Figures 1, 2 and 3 together with Table 2 prove that changes in the amino acid sequence in areas far from the catalytic site generate considerable changes in the tertiary structure and activity of this type of enzymes. This becomes even more evident in the amino acids corresponding to positions 101, 211 and 221 in CYP2C9. These positions correspond to prolines located at the starting points of sequences corresponding to the B-C loop, which participates in the recognition of the substrate and is part of the entrance to the catalytic site, and the FH loop, region that joins two α-helix that form part of the site active. In addition, the amino acids before these positions are not conserved (Fig. 1). It should be noted that in CYPs 2C8 and 2C19 there are two small α-helix between the α-helix F and G. Even so, the P221 mismatch in CYP2C9 preceded by S220 may be responsible for the enzyme having a loop instead of two α-helixes in this region (Figures 1 and 3).

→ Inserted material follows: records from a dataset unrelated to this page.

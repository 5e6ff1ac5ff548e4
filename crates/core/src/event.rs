//! Domain event system: decoupled communication between bounded contexts.
//!
//! Events are published when something interesting happens in the system.
//! Other components can subscribe to react without tight coupling.

use chrono::{DateTime, Utc};
use serde::{Deserialize, Serialize};
use std::sync::Arc;
use tokio::sync::broadcast;

/// All domain events in the system.
#[derive(Debug, Clone, Serialize, Deserialize)]
pub enum DomainEvent {
    /// An operation ran (or was refused) through the catalog
    OperationInvoked {
        operation: String,
        success: bool,
        error_code: Option<String>,
        duration_ms: u64,
        timestamp: DateTime<Utc>,
    },

    /// A validated invocation was parked awaiting approval
    ConfirmationRequested {
        handle: String,
        operation: String,
        timestamp: DateTime<Utc>,
    },

    /// A pending confirmation was consumed or cancelled
    ConfirmationResolved {
        handle: String,
        operation: String,
        resolution: String, // "confirmed", "cancelled", "expired"
        timestamp: DateTime<Utc>,
    },

    /// The model produced a final answer
    ResponseGenerated {
        conversation_id: String,
        model: String,
        tokens_used: u32,
        timestamp: DateTime<Utc>,
    },

    /// The loop hit its iteration bound
    RunTruncated {
        conversation_id: String,
        iterations: u32,
        timestamp: DateTime<Utc>,
    },

    /// An error occurred
    ErrorOccurred {
        context: String,
        error_message: String,
        timestamp: DateTime<Utc>,
    },
}

impl DomainEvent {
    /// Stable snake_case name, used as the SSE event name.
    pub fn event_type(&self) -> &'static str {
        match self {
            Self::OperationInvoked { .. } => "operation_invoked",
            Self::ConfirmationRequested { .. } => "confirmation_requested",
            Self::ConfirmationResolved { .. } => "confirmation_resolved",
            Self::ResponseGenerated { .. } => "response_generated",
            Self::RunTruncated { .. } => "run_truncated",
            Self::ErrorOccurred { .. } => "error_occurred",
        }
    }
}

/// A broadcast-based event bus for domain events.
///
/// Uses `tokio::sync::broadcast` for multi-consumer pub/sub.
/// Components can subscribe to receive all events and filter for what they care about.
pub struct EventBus {
    sender: broadcast::Sender<Arc<DomainEvent>>,
}

impl EventBus {
    /// Create a new event bus with the given capacity.
    pub fn new(capacity: usize) -> Self {
        let (sender, _) = broadcast::channel(capacity);
        Self { sender }
    }

    /// Publish an event to all subscribers.
    pub fn publish(&self, event: DomainEvent) {
        // No subscribers is fine
        let _ = self.sender.send(Arc::new(event));
    }

    /// Subscribe to receive events.
    pub fn subscribe(&self) -> broadcast::Receiver<Arc<DomainEvent>> {
        self.sender.subscribe()
    }
}

impl Default for EventBus {
    fn default() -> Self {
        Self::new(256)
    }
}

Changes in the amino acid sequence of the active site of CYP2C8 relative to the other CYPs of the 2C sub-family appear responsible for the fact that this enzyme can only metabolize PPC at the 4’carbon. Its geometric similarity with CYP2C9 could cause the production performance of the 4’OH-PPC metabolite to be similar to that of CYP2C9 on this same metabolite ²³. Yet, the function of the amino acids interacting directly with the substrate at the catalytic site should not be neglected. These residues could influence the selectivity of SoM and substrate type, as in the case of CYP2C8 and CYP2C19. These enzymes are very similar in tertiary structure (RMSD: 0.89), but their differences in the amino acid sequence of the catalytic site cause them to metabolize substrates of different chemical characteristics.

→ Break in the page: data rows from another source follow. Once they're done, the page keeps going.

//! `opsclaw logic`: Logic version management.
//!
//! Versions live in the configured store, so these commands are only
//! useful with a persistent backend.

use clap::Subcommand;
use opsclaw_agent::{AssistantSettings, LogicVersions};
use opsclaw_core::LogicVersion;
use std::path::Path;

#[derive(Subcommand, Debug, Clone)]
pub enum LogicCommand {
    /// List all logic versions
    List,
    /// Register a new version from the current agent settings
    Create {
        version: String,
        #[arg(long)]
        name: String,
        #[arg(long)]
        description: Option<String>,
        /// Make it the active version
        #[arg(long)]
        activate: bool,
    },
    /// Make a version the active one
    Activate { version: String },
    /// Retire a version
    Deprecate { version: String },
    /// Request, step, error, and token totals for a version
    Stats { version: String },
}

pub async fn run(config_path: Option<&Path>, command: LogicCommand) -> anyhow::Result<()> {
    let config = super::load_config(config_path)?;
    let store = opsclaw_store::build_from_config(&config).await?;
    let versions = LogicVersions::new(store);

    match command {
        LogicCommand::List => {
            let all = versions.list().await?;
            if all.is_empty() {
                println!("No logic versions recorded.");
            }
            for version in &all {
                println!("{}", describe(version));
            }
        }
        LogicCommand::Create {
            version,
            name,
            description,
            activate,
        } => {
            let logic = AssistantSettings::from_config(&config).logic_config();
            let created = versions.create(&version, &name, description, logic, activate).await?;
            println!("Created {}", describe(&created));
        }
        LogicCommand::Activate { version } => {
            let active = versions.activate(&version).await?;
            println!("Activated {}", describe(&active));
        }
        LogicCommand::Deprecate { version } => {
            let deprecated = versions.deprecate(&version).await?;
            println!("Deprecated {}", describe(&deprecated));
        }
        LogicCommand::Stats { version } => {
            let stats = versions.stats(&version).await?;
            println!("{}", serde_json::to_string_pretty(&stats)?);
        }
    }
    Ok(())
}

fn describe(version: &LogicVersion) -> String {
    let mut status = if version.is_active { "active" } else { "inactive" }.to_string();
    if version.deprecated_at.is_some() {
        status = "deprecated".into();
    }
    format!(
        "{}  {}  [{}]  hash={}",
        version.version, version.name, status, version.config_hash
    )
}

Fig. 2 shows the RMSD of the backbone of each amino acid that CYPs 2C19, 2C8 and 3A4 are in relation to CYP2C9. The areas of greatest structural variation of the backbone in all four CYPs are close to the N-terminus as well as C-terminus and those corresponding to mobile loops with variable secondary structures. And at sites close to amino acids 100 and 220, which represent the zones corresponding to the B-C loop and the α-helix F and G. A large geometric variation between CYP3A4 and the rest of CYPs in the area is also recognized in the corresponding CYP2C9 as part of the active site close to the amino acid aPhe476.

Fig. 2 and the superposition of the crystal structures of CYPs 2C9, 2C8, 2C19 and 3A4 in Fig. 3 show the regions of least geometrical similarity between these enzymes. As expected, the major geometrical differences are located at the catalytic site and at the B-C loop, observed previously in CYPs of the 2C sub-family in the study ³³. The subtle differences in the primary structure of the enzymes of the 2C subfamily change the geometry of the active site, causing the amino acids in this region to have a different distribution in space and to interact in a particular way with their respective substrates.

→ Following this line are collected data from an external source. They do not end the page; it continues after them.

impl OperationCatalog {
    pub fn new() -> Self {
        Self {
            operations: RwLock::new(HashMap::new()),
            pending: Mutex::new(HashMap::new()),
            confirmation_ttl: None,
            event_bus: None,
        }
    }

    /// Discard pending confirmations older than `ttl`.
    pub fn with_confirmation_ttl(mut self, ttl: Duration) -> Self {
        self.confirmation_ttl = Some(ttl);
        self
    }

    /// Publish invocation events on `bus`.
    pub fn with_event_bus(mut self, bus: Arc<EventBus>) -> Self {
        self.event_bus = Some(bus);
        self
    }

    // ── Registration ────────────────────────────────────────────────────

    /// Register an operation. Fails if the name is taken.
    pub fn register(&self, definition: OperationDefinition) -> Result<(), CatalogError> {
        if !valid_operation_name(&definition.name) {
            return Err(CatalogError::InvalidDefinition {
                name: definition.name.clone(),
                reason: "name must be 1-64 characters of [A-Za-z0-9_-]".into(),
            });
        }

        let mut operations = self.operations.write().unwrap_or_else(|e| e.into_inner());
        if operations.contains_key(&definition.name) {
            return Err(CatalogError::DuplicateName(definition.name));
        }
        debug!(operation = %definition.name, kind = ?definition.kind, "Registered operation");
        operations.insert(definition.name.clone(), Arc::new(definition));
        Ok(())
    }

    pub fn get(&self, name: &str) -> Option<Arc<OperationDefinition>> {
        self.operations.read().unwrap_or_else(|e| e.into_inner()).get(name).cloned()
    }

    pub fn len(&self) -> usize {
        self.operations.read().unwrap_or_else(|e| e.into_inner()).len()
    }

    pub fn is_empty(&self) -> bool {
        self.len() == 0
    }

    /// Operations `roles` may use, sorted by name.
    pub fn available(&self, roles: &[String], filter: &DefinitionFilter) -> Vec<Arc<OperationDefinition>> {
        let operations = self.operations.read().unwrap_or_else(|e| e.into_inner());
        let mut defs: Vec<Arc<OperationDefinition>> = operations
            .values()
            .filter(|d| d.permits(roles) && filter.admits(d))
            .cloned()
            .collect();
        defs.sort_by(|a, b| a.name.cmp(&b.name));
        defs
    }

    /// Signatures to send to the model for a caller.
    pub fn definitions_for(&self, roles: &[String], filter: &DefinitionFilter) -> Vec<ToolDefinition> {
        self.available(roles, filter)
            .iter()
            .map(|d| d.to_tool_definition())
            .collect()
    }

    pub fn summaries_for(&self, roles: &[String], filter: &DefinitionFilter) -> Vec<OperationSummary> {
        self.available(roles, filter).iter().map(|d| d.summary()).collect()
    }

    // ── Invocation ──────────────────────────────────────────────────────

    /// Run an operation on behalf of `caller`.
    ///
    /// Never returns an error: every failure is an outcome with an
    /// [`ErrorCode`] and, for validation failures, the field names involved.
    pub async fn invoke(
        &self,
        name: &str,
        params: serde_json::Value,
        caller: &Caller,
        options: InvokeOptions,
    ) -> OperationOutcome {
        let Some(def) = self.get(name) else {
            warn!(operation = %name, "Unknown operation requested");
            return OperationOutcome::failure(
                ErrorCode::NotFound,
                format!("Operation '{name}' not found"),
            );
        };

        if !def.permits(&caller.roles) {
            warn!(operation = %name, user = ?caller.user_id, "Operation refused: missing role");
            let outcome = OperationOutcome::failure(
                ErrorCode::PermissionDenied,
                "You don't have permission to perform this operation",
            );
            self.publish_invoked(name, &outcome, Duration::ZERO);
            return outcome;
        }

        if !options.skip_validation {
            let report = def.schema.validate(&params);
            if !report.is_valid() {
                let code = if report.missing.is_empty() {
                    ErrorCode::InvalidFields
                } else {
                    ErrorCode::MissingRequiredFields
                };
                debug!(operation = %name, missing = ?report.missing, invalid = report.invalid.len(), "Validation failed");
                return OperationOutcome::failure(code, report.describe(&def.schema))
                    .with_data(report.to_data());
            }

            if let Some(outcome) = self.run_pre_check(&def, &params, caller).await {
                return outcome;
            }
        }

        if def.requires_confirmation && !options.skip_confirmation {
            return self.park(&def, params, caller);
        }

        self.execute(&def, params, caller).await
    }

    /// Execute a parked invocation. Validation is not repeated.
    pub async fn confirm(&self, handle: &str, caller: &Caller) -> OperationOutcome {
        let pending = {
            let mut pending = self.pending.lock().unwrap_or_else(|e| e.into_inner());
            let Some(entry) = pending.get(handle) else {
                return Self::confirmation_not_found();
            };

            if self.is_expired(entry) {
                if let Some(expired) = pending.remove(handle) {
                    self.publish_resolved(&expired, "expired");
                }
                return Self::confirmation_not_found();
            }

            if entry.requested_by != caller.user_id {
                warn!(handle = %handle, user = ?caller.user_id, "Confirmation refused: identity mismatch");
                return OperationOutcome::failure(
                    ErrorCode::PermissionDenied,
                    "You cannot confirm another user's operation",
                );
            }

            match pending.remove(handle) {
                Some(entry) => entry,
                None => return Self::confirmation_not_found(),
            }
        };

        info!(handle = %handle, operation = %pending.operation, "Confirmation accepted");
        self.publish_resolved(&pending, "confirmed");

        let Some(def) = self.get(&pending.operation) else {
            return OperationOutcome::failure(
                ErrorCode::NotFound,
                format!("Operation '{}' not found", pending.operation),
            );
        };

        self.execute(&def, pending.params, caller).await
    }

    /// Drop a parked invocation. Returns whether anything was removed.
    pub fn cancel(&self, handle: &str) -> bool {
        let removed = self.pending.lock().unwrap_or_else(|e| e.into_inner()).remove(handle);
        match removed {
            Some(entry) => {
                info!(handle = %handle, operation = %entry.operation, "Confirmation cancelled");
                self.publish_resolved(&entry, "cancelled");
                true
            }
            None => false,
        }
    }

    pub fn pending(&self, handle: &str) -> Option<PendingConfirmation> {
        self.pending.lock().unwrap_or_else(|e| e.into_inner()).get(handle).cloned()
    }

    pub fn pending_count(&self) -> usize {
        self.pending.lock().unwrap_or_else(|e| e.into_inner()).len()
    }

    /// Remove every expired pending confirmation. No-op without a TTL.
    pub fn purge_expired(&self) -> usize {
        if self.confirmation_ttl.is_none() {
            return 0;
        }
        let mut pending = self.pending.lock().unwrap_or_else(|e| e.into_inner());
        let expired: Vec<String> = pending
            .values()
            .filter(|p| self.is_expired(p))
            .map(|p| p.handle.clone())
            .collect();
        for handle in &expired {
            if let Some(entry) = pending.remove(handle) {
                self.publish_resolved(&entry, "expired");
            }
        }
        expired.len()
    }

    // ── Internals ───────────────────────────────────────────────────────

    fn confirmation_not_found() -> OperationOutcome {
        OperationOutcome::failure(ErrorCode::NotFound, "Confirmation not found or expired")
    }

    fn is_expired(&self, entry: &PendingConfirmation) -> bool {
        match self.confirmation_ttl {
            Some(ttl) => {
                let age = Utc::now().signed_duration_since(entry.created_at);
                age.to_std().map(|age| age > ttl).unwrap_or(false)
            }
            None => false,
        }
    }

    async fn run_pre_check(
        &self,
        def: &OperationDefinition,
        params: &serde_json::Value,
        caller: &Caller,
    ) -> Option<OperationOutcome> {
        let check = def.pre_check.as_ref()?;
        match AssertUnwindSafe(check.check(params, caller)).catch_unwind().await {
            Ok(Ok(())) => None,
            Ok(Err(failure)) => {
                debug!(operation = %def.name, reason = %failure.message, "Pre-check rejected invocation");
                let mut outcome =
                    OperationOutcome::failure(ErrorCode::PreValidationFailed, failure.message);
                outcome.data = failure.data;
                Some(outcome)
            }
            Err(payload) => {
                let reason = panic_message(payload.as_ref());
                warn!(operation = %def.name, reason = %reason, "Pre-check panicked");
                Some(OperationOutcome::failure(
                    ErrorCode::PreValidationFailed,
                    format!("Validation error: {reason}"),
                ))
            }
        }
    }

    fn park(&self, def: &OperationDefinition, params: serde_json::Value, caller: &Caller) -> OperationOutcome {
        let handle = uuid::Uuid::new_v4().to_string();
        let entry = PendingConfirmation {
            handle: handle.clone(),
            operation: def.name.clone(),
            params: params.clone(),
            requested_by: caller.user_id.clone(),
            created_at: Utc::now(),
        };
        self.pending.lock().unwrap_or_else(|e| e.into_inner()).insert(handle.clone(), entry);

        info!(operation = %def.name, handle = %handle, "Confirmation requested");
        if let Some(bus) = &self.event_bus {
            bus.publish(DomainEvent::ConfirmationRequested {
                handle: handle.clone(),
                operation: def.name.clone(),
                timestamp: Utc::now(),
            });
        }

        OperationOutcome::confirmation_required(
            handle,
            format!("Operation '{}' requires confirmation", def.display_name),
            Some(serde_json::json!({
                "operation": def.name,
                "display_name": def.display_name,
                "destructive": def.destructive,
                "parameters": params,
            })),
        )
    }

    async fn execute(&self, def: &OperationDefinition, params: serde_json::Value, caller: &Caller) -> OperationOutcome {
        let started = Instant::now();
        let result = AssertUnwindSafe(def.executor.execute(params, caller))
            .catch_unwind()
            .await;

        let outcome = match result {
            Ok(Ok(output)) => OperationOutcome::ok(
                output
                    .message
                    .unwrap_or_else(|| "Operation completed successfully".to_string()),
                output.data,
            ),
            Ok(Err(err)) => {
                warn!(operation = %def.name, error = %err, "Operation failed");
                let mut outcome = OperationOutcome::failure(
                    ErrorCode::ExecutionError,
                    format!("Operation failed: {err}"),
                );
                if let opsclaw_core::operation::ExecutorError::Failed { data, .. } = err {
                    outcome.data = data;
                }
                outcome
            }
            Err(payload) => {
                let reason = panic_message(payload.as_ref());
                warn!(operation = %def.name, reason = %reason, "Operation panicked");
                OperationOutcome::failure(ErrorCode::ExecutionError, format!("Operation failed: {reason}"))
            }
        };

        self.publish_invoked(&def.name, &outcome, started.elapsed());
        outcome
    }

    fn publish_invoked(&self, operation: &str, outcome: &OperationOutcome, elapsed: Duration) {
        if let Some(bus) = &self.event_bus {
            bus.publish(DomainEvent::OperationInvoked {
                operation: operation.to_string(),
                success: outcome.success,
                error_code: outcome.error_code.map(|c| c.as_str().to_string()),
                duration_ms: elapsed.as_millis() as u64,
                timestamp: Utc::now(),
            });
        }
    }

    fn publish_resolved(&self, entry: &PendingConfirmation, resolution: &str) {
        if let Some(bus) = &self.event_bus {
            bus.publish(DomainEvent::ConfirmationResolved {
                handle: entry.handle.clone(),
                operation: entry.operation.clone(),
                resolution: resolution.to_string(),
                timestamp: Utc::now(),
            });
        }
    }
}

The position corresponding to Ile99 of CYP2C9 constitutes the very same spot that marks the beginning of the B-C loop, and as shown in own MSA, is a non-conserved amino acid in the three CYPs (Fig. 1). Based on this result it can be inferred that amino acid constitutes the major responsible for the structural differences in the B-C loop. A similar effect occurs at the end of the α-helix F, where there are considerable differences in the amino acid sequences of these enzymes, which provokes a remarkable change in the geometries of the backbones and in the arrangements of the side chains of the consecutive amino acids.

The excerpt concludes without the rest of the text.